To fight inflation, now at 19%, the plan called for deep cuts in public spending--over the next four years, $20 billion less than the last Labor budget. Foreign aid, education, housing and municipal programs of all kinds were slashed. No sector of the British economy was untouched. To raise revenues, North Sea oil taxes were hiked 10% for oil companies, adding to the $1.1 billion already gushing into the treasury's coffers as high-grade crude comes fully onstream. Alas for the ordinary Briton, new excise taxes raised the price of his beloved beer (to 95-c- a pint from 91-c-) as well as those of wine, whisky, cigarettes, automobiles and gasoline, which costs $2.42 per gal., up from $2.25.
Ironically, those excise tax hikes will have the effect of initially raising inflation to at least 20%. But Thatcher expects her people to support her in the effort to turn the economic indicators around. "We did not promise you instant sunshine," she told a Tory group. "We pointed out over and over again that a nation cannot accelerate downhill for years, then jam on the brakes and suddenly return to prosperity as though the past had never happened."
The budget clearly showed the direction of the Tory government: for the first time since the inception of the British welfare state after World War II, a wide range of social benefits were "de-indexed," or uncoupled from the rate of inflation. Prescription drug prices for many Britons were more than doubled. Sick pay and unemployment compensation were declared taxable income.
The cuts leave Britons with precious little extra change in their pockets. Tinkering with income taxes--raising certain thresholds and allowances--will save some administrative costs and put only one or two additional pounds into the hands of the average family of four. That is not likely to impress most people, who flocked to pubs last week to drink up before the new taxes went into effect, and laid in cases of Scotch and gin to beat the $1.10 increase on each bottle.
Laborites fumed. Chief among them was former Prime Minister James Callaghan, who called the budget "the meanest the country has had since 1931." Surveying the new excise taxes, David Basnett, general secretary of the General and Municipal Workers Union, snapped: "Workers who live in a cave--if they don't smoke, if they don't drink, and if they drive an electric car--might say they were coming out better." Even business was chary over Thatcher's plan, which will be especially painful in the short term.

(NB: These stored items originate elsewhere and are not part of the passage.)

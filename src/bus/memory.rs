//! In-process heartbeat bus.

use async_trait::async_trait;
use std::sync::Arc;
use std::time::Duration;

use crate::bus::{Bus, BusSubscription, SubscriberTable};
use crate::error::Result;
use crate::semaphore::heartbeat::Heartbeat;
use crate::semaphore::ids::SemaphoreId;

/// Bus that never leaves the process: every subscription in this process on
/// the heartbeat's topic gets each published message, the publisher's own
/// subscriptions included.
///
/// Cloning is cheap and every clone shares the same subscriber table, so
/// handing clones to several semaphores wires them all together. Useful on
/// its own for single-process coordination and all over the tests.
#[derive(Clone, Default)]
pub struct MemoryBus {
    table: Arc<SubscriberTable>,
}

impl MemoryBus {
    pub fn new() -> Self {
        Self::default()
    }
}

#[async_trait]
impl Bus for MemoryBus {
    async fn publish(&self, heartbeat: &Heartbeat, _expire_after: Duration) -> Result<()> {
        self.table.dispatch(heartbeat);
        Ok(())
    }

    fn subscribe(&self, topic: &SemaphoreId) -> Result<BusSubscription> {
        Ok(SubscriberTable::register(&self.table, topic))
    }
}
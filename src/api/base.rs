use axum::extract::State;
use serde::{Deserialize, Serialize};
use tracing::instrument;

use crate::api::state::AppState;
use crate::cli::{APP_NAME, APP_VERSION};

// basic handler that responds with a static string
pub async fn root() -> &'static str {
    "Welcome to Usher"
}

pub async fn health() -> &'static str {
    "OK"
}

#[derive(Serialize, Deserialize)]
pub struct AboutResponse {
    name: String,
    version: String,
    run_mode: String,
    semaphores: usize,
}

#[instrument(skip(state))]
pub async fn about(State(state): State<AppState>) -> axum::Json<AboutResponse> {
    axum::Json(AboutResponse {
        name: APP_NAME.to_string(),
        version: APP_VERSION.to_string(),
        run_mode: state.settings().run_mode.to_string(),
        semaphores: state.len(),
    })
}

Thatcher's budget comes at a time of unrelieved gloom on the British economic horizon. Unemployment has risen to 1.4 million, or 5.6%; it will probably reach 2 million by the end of next year. The high cost of money, now 17% to big borrowers but much more to the average consumer, has driven many small companies into bankruptcy and primed the nation for a deep recession. Growth prospects are discouraging; Chancellor Howe concedes that the economy will decline by 2.5% this year.
The foul mood prevailing in Britain as a result of Thatcher's economies was scarcely improved by the announcement that allowances for the royal family will go up by more than $1.1 million in 1980. One item: a 32% raise, to $187,000, in the allowance given to Princess Anne. Though her husband Captain Mark Phillips once explained, "We're a young couple and we've a mortgage like everyone else," their plight elicited little public sympathy. A sporting headline in the London Daily Mirror summed up the general reaction: GOOD DAY FOR THE ROYALS. MEAN DAY FOR THE REST.